/// Socket connection state.
#[derive(Debug, Clone, Copy, PartialEq, Eq)]
pub enum SocketState {
    /// Transport open, auth frame not yet sent.
    Idle,
    /// Auth frame sent; streams may be opened and accepted.
    AuthSent,
    /// Local graceful shutdown in progress, awaiting the peer's close.
    Closing,
    /// The peer closed the carrier; local shutdown still outstanding.
    CloseWait,
    /// Fully shut down.
    Closed,
}

impl SocketState {
    /// Label for logs and metrics.
    pub fn as_str(&self) -> &'static str {
        match self {
            SocketState::Idle => "idle",
            SocketState::AuthSent => "auth_sent",
            SocketState::Closing => "closing",
            SocketState::CloseWait => "close_wait",
            SocketState::Closed => "closed",
        }
    }
}

/// Mutable socket state, guarded by one mutex.
struct MuxInner {
    state: SocketState,
    /// Next client-assigned stream id. Odd, starts at 1, advances by 2.
    next_stream: u32,
    /// Highest even id ever accepted from the server.
    server_stream_watermark: u32,
    /// Exactly the streams in Open, Closing, or CloseWait.
    active: HashMap<u32, StreamEntry>,
    transport: TransportSender,
}

/// Shared core of a mux socket, referenced by every [`Stream`] handle.
pub struct SocketShared {
    inner: Mutex<MuxInner>,
    state_tx: watch::Sender<SocketState>,
    config: SocketConfig,
}

/// A multiplexed client socket over one framed carrier.
pub struct MuxedSocket {
    shared: Arc<SocketShared>,
    accept_rx: Mutex<mpsc::UnboundedReceiver<Stream>>,
    state_rx: watch::Receiver<SocketState>,
}

impl MuxedSocket {
    /// Open a WebSocket carrier, authenticate, and start dispatch.
    ///
    /// Any transport close or error before the carrier is open rejects
    /// the connect.
    pub async fn connect(
        uri: &str,
        creds: &Credentials,
        config: SocketConfig,
    ) -> Result<MuxedSocket> {
        let transport = Transport::connect(uri).await?;
        Self::with_transport(transport, creds, config)
    }

    /// Wrap an already-open carrier: emit the auth frame and start dispatch.
    pub fn with_transport(
        transport: Transport,
        creds: &Credentials,
        config: SocketConfig,
    ) -> Result<MuxedSocket> {
        let auth = build_auth_frame(creds)?;
        let (sender, events) = transport.split();
        let (state_tx, state_rx) = watch::channel(SocketState::Idle);

        // Idle → AuthSent happens on the auth frame leaving this side.
        let auth_bytes = Frame::Auth(auth).encode().map_err(MirrorError::Frame)?;
        sender.send(auth_bytes)?;
        metrics::record_frame_sent("auth");
        let _ = state_tx.send(SocketState::AuthSent);
        metrics::set_socket_state("auth_sent");
        debug!("auth frame sent, session established");

        let shared = Arc::new(SocketShared {
            inner: Mutex::new(MuxInner {
                state: SocketState::AuthSent,
                next_stream: 1,
                server_stream_watermark: 0,
                active: HashMap::new(),
                transport: sender,
            }),
            state_tx,
            config,
        });

        let (accept_tx, accept_rx) = mpsc::unbounded_channel();
        tokio::spawn(run_dispatch(Arc::clone(&shared), events, accept_tx));

        Ok(MuxedSocket {
            shared,
            accept_rx: Mutex::new(accept_rx),
            state_rx,
        })
    }

    /// Open a new client-initiated stream.
    ///
    /// Valid only while the session is established (`AuthSent`).
    pub async fn open_stream(&self) -> Result<Stream> {
        SocketShared::open_stream(&self.shared).await
    }

    /// Receive the next server-initiated stream.
    ///
    /// Its first event is the data payload that announced it. Returns
    /// `None` once the socket is closed.
    pub async fn accept(&self) -> Option<Stream> {
        self.accept_rx.lock().await.recv().await
    }

    /// Graceful local shutdown: close every active stream, then the carrier.
    pub async fn close_socket(&self) {
        self.shared.close_socket().await
    }

    /// Abrupt shutdown: error every active stream, emit a goaway frame,
    /// close the carrier with code 1002.
    pub async fn error_socket(&self, code: u32, msg: &str) {
        self.shared.error_socket(code, msg).await
    }

    /// Current connection state.
    pub fn state(&self) -> SocketState {
        *self.state_rx.borrow()
    }

    /// Watch connection state changes.
    pub fn state_receiver(&self) -> watch::Receiver<SocketState> {
        self.state_rx.clone()
    }
}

◇ ◇ ◇ ◇

▸ ABOUT THIS EXERCISE
Give an exact repetition of all the material.

▸ OUTPUT OF THE EXERCISE
/// Socket connection state.
#[derive(Debug, Clone, Copy, PartialEq, Eq)]
pub enum SocketState {
    /// Transport open, auth frame not yet sent.
    Idle,
    /// Auth frame sent; streams may be opened and accepted.
    AuthSent,
    /// Local graceful shutdown in progress, awaiting the peer's close.
    Closing,
    /// The peer closed the carrier; local shutdown still outstanding.
    CloseWait,
    /// Fully shut down.
    Closed,
}

impl SocketState {
    /// Label for logs and metrics.
    pub fn as_str(&self) -> &'static str {
        match self {
            SocketState::Idle => "idle",
            SocketState::AuthSent => "auth_sent",
            SocketState::Closing => "closing",
            SocketState::CloseWait => "close_wait",
            SocketState::Closed => "closed",
        }
    }
}

/// Mutable socket state, guarded by one mutex.
struct MuxInner {
    state: SocketState,
    /// Next client-assigned stream id. Odd, starts at 1, advances by 2.
    next_stream: u32,
    /// Highest even id ever accepted from the server.
    server_stream_watermark: u32,
    /// Exactly the streams in Open, Closing, or CloseWait.
    active: HashMap<u32, StreamEntry>,
    transport: TransportSender,
}

/// Shared core of a mux socket, referenced by every [`Stream`] handle.
pub struct SocketShared {
    inner: Mutex<MuxInner>,
    state_tx: watch::Sender<SocketState>,
    config: SocketConfig,
}

/// A multiplexed client socket over one framed carrier.
pub struct MuxedSocket {
    shared: Arc<SocketShared>,
    accept_rx: Mutex<mpsc::UnboundedReceiver<Stream>>,
    state_rx: watch::Receiver<SocketState>,
}

impl MuxedSocket {
    /// Open a WebSocket carrier, authenticate, and start dispatch.
    ///
    /// Any transport close or error before the carrier is open rejects
    /// the connect.
    pub async fn connect(
        uri: &str,
        creds: &Credentials,
        config: SocketConfig,
    ) -> Result<MuxedSocket> {
        let transport = Transport::connect(uri).await?;
        Self::with_transport(transport, creds, config)
    }

    /// Wrap an already-open carrier: emit the auth frame and start dispatch.
    pub fn with_transport(
        transport: Transport,
        creds: &Credentials,
        config: SocketConfig,
    ) -> Result<MuxedSocket> {
        let auth = build_auth_frame(creds)?;
        let (sender, events) = transport.split();
        let (state_tx, state_rx) = watch::channel(SocketState::Idle);

        // Idle → AuthSent happens on the auth frame leaving this side.
        let auth_bytes = Frame::Auth(auth).encode().map_err(MirrorError::Frame)?;
        sender.send(auth_bytes)?;
        metrics::record_frame_sent("auth");
        let _ = state_tx.send(SocketState::AuthSent);
        metrics::set_socket_state("auth_sent");
        debug!("auth frame sent, session established");

        let shared = Arc::new(SocketShared {
            inner: Mutex::new(MuxInner {
                state: SocketState::AuthSent,
                next_stream: 1,
                server_stream_watermark: 0,
                active: HashMap::new(),
                transport: sender,
            }),
            state_tx,
            config,
        });

        let (accept_tx, accept_rx) = mpsc::unbounded_channel();
        tokio::spawn(run_dispatch(Arc::clone(&shared), events, accept_tx));

        Ok(MuxedSocket {
            shared,
            accept_rx: Mutex::new(accept_rx),
            state_rx,
        })
    }

    /// Open a new client-initiated stream.
    ///
    /// Valid only while the session is established (`AuthSent`).
    pub async fn open_stream(&self) -> Result<Stream> {
        SocketShared::open_stream(&self.shared).await
    }

    /// Receive the next server-initiated stream.
    ///
    /// Its first event is the data payload that announced it. Returns
    /// `None` once the socket is closed.
    pub async fn accept(&self) -> Option<Stream> {
        self.accept_rx.lock().await.recv().await
    }

    /// Graceful local shutdown: close every active stream, then the carrier.
    pub async fn close_socket(&self) {
        self.shared.close_socket().await
    }

    /// Abrupt shutdown: error every active stream, emit a goaway frame,
    /// close the carrier with code 1002.
    pub async fn error_socket(&self, code: u32, msg: &str) {
        self.shared.error_socket(code, msg).await
    }

    /// Current connection state.
    pub fn state(&self) -> SocketState {
        *self.state_rx.borrow()
    }

    /// Watch connection state changes.
    pub fn state_receiver(&self) -> watch::Receiver<SocketState> {
        self.state_rx.clone()
    }
}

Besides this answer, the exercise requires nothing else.